Celebrity chef Nick Nairn said: "Domestic abuse is a cancer that eats away at people's lives. Men who abuse women are just vile cowards who torment their victims out of sight, and because it goes on behind closed doors, those who have been abused need to be given a mouthpiece to speak out and bring the issue into the light. It's such an important issue to highlight, and it needs to be taboo, totally unacceptable, or you're letting the bullies win."
Celebrity photographer and publisher of UK style magazine Dazed and Confused, Rankin, said: "There is absolutely NO excuse for aggressive mental or physical abuse against women or anyone for that matter. I support this campaign wholeheartedly!"
The Presiding Officer of the Scottish Parliament, the Rt Hon George Reid MSP, said: "I introduced the Domestic Violence (Scotland) Bill into the Commons in 1978 to give women legally enforceable space from abusive partners. We have made progress since then, largely through the efforts of women themselves. But men could still do more. Any violence, physical or mental, towards another human being is unacceptable. I shall be wearing the white ribbon on 25 November".
Internationally-renowned hairdresser Trevor Sorbie MBE, said:"Every woman has the right to feel safe within her home environment. Anything we can do to eliminate violence from the home is essential. I am in a unique position to spread this message both to my clients and within the media and will do all that I can to help."
Manager of the Scotland football team Walter Smith said: "Football has a fantastic following from men all over Scotland but that loyalty and support that we show to our favourite teams should also be extended to the people in our lives who we care about. There are women all over Scotland who experience violence and abuse in many forms which in my view, is utterly unacceptable. No one should be living with violence in our society and there is a wealth of agencies out there that can provide the right advice and support that is needed."
STV's new Scotsport presenter Grant Stott said: "There is no place for domestic abuse in a civilised society and no one should be living in fear of violence or controlling behaviour, particularly when in a relationship. Anything that raises awareness of the unacceptability of all forms of abuse towards women is a good thing, and I hope the campaign sends out the clear message that abuse is not and will not be tolerated."
The 16 Days of Activism Against Gender Violence originated from the first Women's Global Leader Institute in 1991 and has been used as an organising strategy by individuals and groups around the world to call for the elimination of all forms of violence and abuse against women by:
raising awareness about gender-based violence as a human rights issue at the local, national, regional and international levelsStrengthening local work around violence against women Establishing a clear link between local and international work to end violence against women Providing a forum in which organisers can develop and share new and effective strategies Demonstrating the solidarity of women around the world organising against violence against women
The campaign runs from International Day for the Elimination of Violence Against Women (November 25) to International Human Rights Day (December 10).

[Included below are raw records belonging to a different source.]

fn percentages_over(
    counts: &HashMap<String, usize>,
    denominator: usize,
    exclude: &str,
) -> HashMap<String, f64> {
    if denominator == 0 {
        return HashMap::new();
    }
    counts
        .iter()
        .filter(|(k, _)| k.as_str() != exclude)
        .map(|(k, v)| (k.clone(), round4(*v as f64 / denominator as f64 * 100.0)))
        .collect()
}

fn round4(v: f64) -> f64 {
    (v * 10000.0).round() / 10000.0
}

/// Per-candidate rollup after an assessment completes.
#[derive(Debug, Clone, Serialize, Deserialize)]
pub struct ParticipantSummary {
    pub candidate_id: String,
    pub endpoint: String,
    pub total: usize,
    pub successful: usize,
    pub failed: usize,
    pub average_scores: MultiDimensionalScoreAverage,
    pub task_results: Vec<TaskResult>,
    pub error_metrics: ErrorMetricsSummary,
}

/// Arithmetic mean of every dimension/sub-score across a candidate's task
/// results.
#[derive(Debug, Clone, Default, Serialize, Deserialize)]
pub struct MultiDimensionalScoreAverage {
    pub correctness: f64,
    pub efficiency: f64,
    pub safety: f64,
    pub completeness: f64,
    pub semantic_accuracy: f64,
    pub best_practices: f64,
    pub plan_quality: f64,
    pub validation_score: f64,
    pub hallucination_score: f64,
    pub performance_score: f64,
    pub overall: f64,
}

/// One row of the task-by-task comparison matrix.
#[derive(Debug, Clone, Serialize, Deserialize)]
pub struct TaskComparisonRow {
    pub task_id: String,
    pub agent_scores: HashMap<String, TaskComparisonEntry>,
}

#[derive(Debug, Clone, Serialize, Deserialize)]
pub struct TaskComparisonEntry {
    pub overall: f64,
    pub sql: String,
    pub execution_success: bool,
}

/// One entry in the final ranking, ordered by `overall` descending, ties
/// broken by `candidate_id` ascending.
#[derive(Debug, Clone, Serialize, Deserialize)]
pub struct RankingEntry {
    pub rank: usize,
    pub candidate_id: String,
    pub overall: f64,
}

/// Final artifact emitted once per assessment.
#[derive(Debug, Clone, Serialize, Deserialize)]
pub struct AssessmentArtifact {
    pub assessment_id: String,
    pub completed_at: chrono::DateTime<chrono::Utc>,
    pub rankings: Vec<RankingEntry>,
    pub participants: HashMap<String, ParticipantSummary>,
    pub task_comparison: Option<Vec<TaskComparisonRow>>,
}

/// Status of one entry in the progress stream.
#[derive(Debug, Clone, Copy, PartialEq, Eq, Serialize, Deserialize)]
#[serde(rename_all = "lowercase")]
pub enum TaskUpdateStatus {
    Submitted,
    Working,
    Completed,
    Failed,
}

/// One entry in the progress stream.
#[derive(Debug, Clone, Serialize)]
pub struct TaskUpdate {
    pub status: TaskUpdateStatus,
    pub message: String,
    pub progress: Option<f64>,
    pub data: Option<Value>,
    pub artifact: Option<AssessmentArtifact>,
    pub timestamp: chrono::DateTime<chrono::Utc>,
}

impl TaskUpdate {
    pub fn submitted(message: impl Into<String>) -> Self {
        Self {
            status: TaskUpdateStatus::Submitted,
            message: message.into(),
            progress: Some(0.0),
            data: None,
            artifact: None,
            timestamp: chrono::Utc::now(),
        }
    }

    pub fn working(message: impl Into<String>, progress: f64) -> Self {
        Self {
            status: TaskUpdateStatus::Working,
            message: message.into(),
            progress: Some(progress),
            data: None,
            artifact: None,
            timestamp: chrono::Utc::now(),
        }
    }

    pub fn failed(message: impl Into<String>) -> Self {
        Self {
            status: TaskUpdateStatus::Failed,
            message: message.into(),
            progress: None,
            data: None,
            artifact: None,
            timestamp: chrono::Utc::now(),
        }
    }

    pub fn completed(message: impl Into<String>, artifact: AssessmentArtifact) -> Self {
        Self {
            status: TaskUpdateStatus::Completed,
            message: message.into(),
            progress: Some(1.0),
            data: None,
            artifact: Some(artifact),
            timestamp: chrono::Utc::now(),
        }
    }
}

The international campaign of action is supported by the Scottish Executive.
The 25th November is also celebrated globally as White Ribbon Day - by The White Ribbon Campaign - which aims to ensure men take more responsibility for reducing the level of violence against women .
Wearing a white ribbon is a personal pledge never to commit, condone or remain silent about violence against women. Each year, men and boys are urged to wear a ribbon for one or two weeks, starting on November 25, the International Day for the Eradication of Violence Against Women.